Does the description disclose side effects, auth requirements, rate limits, or destructive behavior?

With no annotations provided, the description carries the full burden of behavioral disclosure. While 'Generate a report' implies a read-only operation that creates output, it doesn't specify whether this tool scans files, requires specific permissions, has performance implications for large projects, or what format the report takes. The description lacks important behavioral context for a tool that presumably analyzes project structure.

Agents need to know what a tool does to the world before calling it. Descriptions should go beyond structured annotations to explain consequences.

Conciseness5/5

Is the description appropriately sized, front-loaded, and free of redundancy?

The description is a single, efficient sentence that gets straight to the point with no wasted words. It's appropriately sized for what it communicates, though what it communicates is minimal. The structure is clear and front-loaded with the core purpose.

Shorter descriptions cost fewer tokens and are easier for agents to parse. Every sentence should earn its place.

Completeness3/5

Given the tool's complexity, does the description cover enough for an agent to succeed on first attempt?

Given that there's an output schema (which should document the return format), the description doesn't need to explain return values. However, for a tool that analyzes project structure with 2 parameters and no annotations, the description is too minimal. It doesn't provide enough context about what 'project structure metrics' includes, how the tool works, or what the parameters control.

Complex tools with many parameters or behaviors need more documentation. Simple tools need less. This dimension scales expectations accordingly.

Parameters2/5

Does the description clarify parameter syntax, constraints, interactions, or defaults beyond what the schema provides?

With 0% schema description coverage for both parameters, the description provides no information about what 'output_filename' or 'ignore_patterns' mean or how they should be used. The description doesn't mention parameters at all, leaving the agent to guess their purpose from parameter names alone. This is inadequate for a tool with 2 parameters that have no schema documentation.
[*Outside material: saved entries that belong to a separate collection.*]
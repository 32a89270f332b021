//! Battery telemetry over MQTT.
//!
//! When an `[mqtt]` section is configured the frame announces itself to
//! Home Assistant via the discovery topic and publishes the battery
//! percentage each cycle. Telemetry is strictly best-effort: a broker or
//! battery read failure is logged and the cycle carries on.

use std::time::Duration;

use rumqttc::{AsyncClient, Event, MqttOptions, Packet, QoS};
use tracing::{debug, warn};

use crate::config::MqttSection;
use crate::power::PowerModuleClient;

const DISCOVERY_TOPIC: &str = "homeassistant/sensor/inkframe_battery/config";
const DEFAULT_STATE_TOPIC: &str = "homeassistant/sensor/inkframe_battery/state";
const ACK_TIMEOUT: Duration = Duration::from_secs(10);

/// Home Assistant discovery document for the battery sensor.
fn discovery_payload(state_topic: &str) -> String {
    serde_json::json!({
        "name": "Picture Frame Battery",
        "unique_id": "inkframe_battery",
        "device_class": "battery",
        "unit_of_measurement": "%",
        "state_topic": state_topic,
    })
    .to_string()
}

pub struct Telemetry {
    mqtt: Option<MqttSection>,
}

impl Telemetry {
    pub fn new(mqtt: Option<MqttSection>) -> Self {
        Self { mqtt }
    }

    pub fn disabled() -> Self {
        Self { mqtt: None }
    }

    pub fn is_enabled(&self) -> bool {
        self.mqtt.is_some()
    }

    fn state_topic(cfg: &MqttSection) -> String {
        cfg.topic
            .clone()
            .unwrap_or_else(|| DEFAULT_STATE_TOPIC.to_string())
    }

    /// Announce the battery sensor to Home Assistant. Retained, so the
    /// sensor survives broker and HA restarts.
    pub async fn publish_discovery(&self) {
        let Some(cfg) = &self.mqtt else {
            return;
        };
        let payload = discovery_payload(&Self::state_topic(cfg));
        if let Err(e) = publish(cfg, DISCOVERY_TOPIC, &payload).await {
            warn!("MQTT discovery publish failed: {}", e);
        }
    }

    /// Read the battery level and publish it retained to the state topic.
    pub async fn publish_battery(&self, client: &mut PowerModuleClient) {
        let Some(cfg) = &self.mqtt else {
            return;
        };

        let level = match client.battery_level().await {
            Ok(level) => level,
            Err(e) => {
                warn!("battery level read failed, skipping telemetry: {}", e);
                return;
            }
        };

        let topic = Self::state_topic(cfg);
        match publish(cfg, &topic, &level.to_string()).await {
            Ok(()) => debug!("battery level {}% published to {}", level, topic),
            Err(e) => warn!("battery telemetry publish failed: {}", e),
        }
    }
}

/// Connection options for one publish. A configured username is sent even
/// without a password; the password then defaults to empty.
fn mqtt_options(cfg: &MqttSection) -> MqttOptions {
    let mut options = MqttOptions::new("inkframe", &cfg.host, cfg.port);
    options.set_keep_alive(Duration::from_secs(5));
    if let Some(user) = &cfg.username {
        options.set_credentials(user, cfg.password.as_deref().unwrap_or(""));
    }
    options
}

/// One retained at-least-once publish: connect, send, wait for the ack,
/// disconnect. The whole exchange runs under a single deadline so a dead
/// broker cannot stall an update cycle.
async fn publish(cfg: &MqttSection, topic: &str, payload: &str) -> Result<(), String> {
    let (client, mut eventloop) = AsyncClient::new(mqtt_options(cfg), 10);
    client
        .publish(topic, QoS::AtLeastOnce, true, payload.as_bytes())
        .await
        .map_err(|e| format!("publish to {}: {}", topic, e))?;

    let acked = async {
        loop {
            match eventloop.poll().await {
                Ok(Event::Incoming(Packet::PubAck(_))) => return Ok(()),
                Ok(_) => continue,
                Err(e) => return Err(format!("broker {}:{}: {}", cfg.host, cfg.port, e)),
            }
        }
    };
    match tokio::time::timeout(ACK_TIMEOUT, acked).await {
        Ok(Ok(())) => {}
        Ok(Err(e)) => return Err(e),
        Err(_) => return Err(format!("publish to {} not acknowledged in time", topic)),
    }

    let _ = client.disconnect().await;
    Ok(())
}

#[cfg(test)]
mod tests {
    use super::*;
    use crate::transport::ScriptedTransport;
    use ink_common::{FrameError, RetryPolicy};

    #[test]
    fn test_discovery_payload_describes_a_battery_sensor() {
        let payload = discovery_payload("homeassistant/sensor/inkframe_battery/state");
        let doc: serde_json::Value = serde_json::from_str(&payload).unwrap();

        assert_eq!(doc["device_class"], "battery");
        assert_eq!(doc["unit_of_measurement"], "%");
        assert_eq!(doc["unique_id"], "inkframe_battery");
        assert_eq!(
            doc["state_topic"],
            "homeassistant/sensor/inkframe_battery/state"
        );
    }

    #[test]
    fn test_enabled_only_with_an_mqtt_section() {
        assert!(!Telemetry::disabled().is_enabled());
        assert!(Telemetry::new(Some(MqttSection {
            host: "broker.local".into(),
            port: 1883,
            username: None,
            password: None,
            topic: None,
        }))
        .is_enabled());
    }

    #[test]
    fn test_username_without_password_still_authenticates() {
        let cfg = MqttSection {
            host: "broker.local".into(),
            port: 1883,
            username: Some("frame".into()),
            password: None,
            topic: None,
        };

        let login = mqtt_options(&cfg).credentials().unwrap();
        assert_eq!(login.username, "frame");
        assert_eq!(login.password, "");
    }

    #[test]
    fn test_no_username_connects_anonymously() {
        let cfg = MqttSection {
            host: "broker.local".into(),
            port: 1883,
            username: None,
            password: Some("orphaned".into()),
            topic: None,
        };

        assert!(mqtt_options(&cfg).credentials().is_none());
    }

    #[test]
    fn test_state_topic_override_wins() {
        let cfg = MqttSection {
            host: "broker.local".into(),
            port: 1883,
            username: None,
            password: None,
            topic: Some("frames/living-room/battery".into()),
        };
        assert_eq!(Telemetry::state_topic(&cfg), "frames/living-room/battery");
    }

    #[tokio::test]
    async fn test_disabled_telemetry_never_touches_the_power_module() {
        let transport = ScriptedTransport::new();
        let wire = transport.wire_log();
        let mut client = PowerModuleClient::new(
            Box::new(transport),
            RetryPolicy::new(3, Duration::from_millis(1)),
        );

        Telemetry::disabled().publish_battery(&mut client).await;
        assert!(wire.lock().unwrap().is_empty());
    }

    #[tokio::test]
    async fn test_battery_read_failure_skips_the_publish() {
        let transport = ScriptedTransport::new()
            .always_fail("battery", FrameError::Module("gauge offline".into()));
        let wire = transport.wire_log();
        let mut client = PowerModuleClient::new(
            Box::new(transport),
            RetryPolicy::new(2, Duration::from_millis(1)),
        );

        let telemetry = Telemetry::new(Some(MqttSection {
            host: "127.0.0.1".into(),
            port: 1,
            username: None,
            password: None,
            topic: None,
        }));

        // Returns without contacting the broker once the read fails.
        telemetry.publish_battery(&mut client).await;
        assert_eq!(wire.lock().unwrap().len(), 2);
    }
}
Input schemas describe structure but not intent. Descriptions should explain non-obvious parameter relationships and valid value ranges.

Purpose4/5

Does the description clearly state what the tool does and how it differs from similar tools?

The description 'Generate a report of project structure metrics' clearly states the verb ('Generate') and resource ('report of project structure metrics'), making the purpose understandable. However, it doesn't distinguish this tool from its sibling 'code_collector' - both could potentially involve project analysis, so the distinction isn't explicit.

Agents choose between tools based on descriptions. A clear purpose with a specific verb and resource helps agents select the right tool.

Usage Guidelines2/5

Does the description explain when to use this tool, when not to, or what alternatives exist?

The description provides no guidance on when to use this tool versus alternatives. There's no mention of when this tool is appropriate, what prerequisites might be needed, or how it differs from the sibling 'code_collector' tool. The agent must infer usage context entirely from the tool name and description.

Agents often have multiple tools that could apply. Explicit usage guidance like "use X instead of Y when Z" prevents misuse.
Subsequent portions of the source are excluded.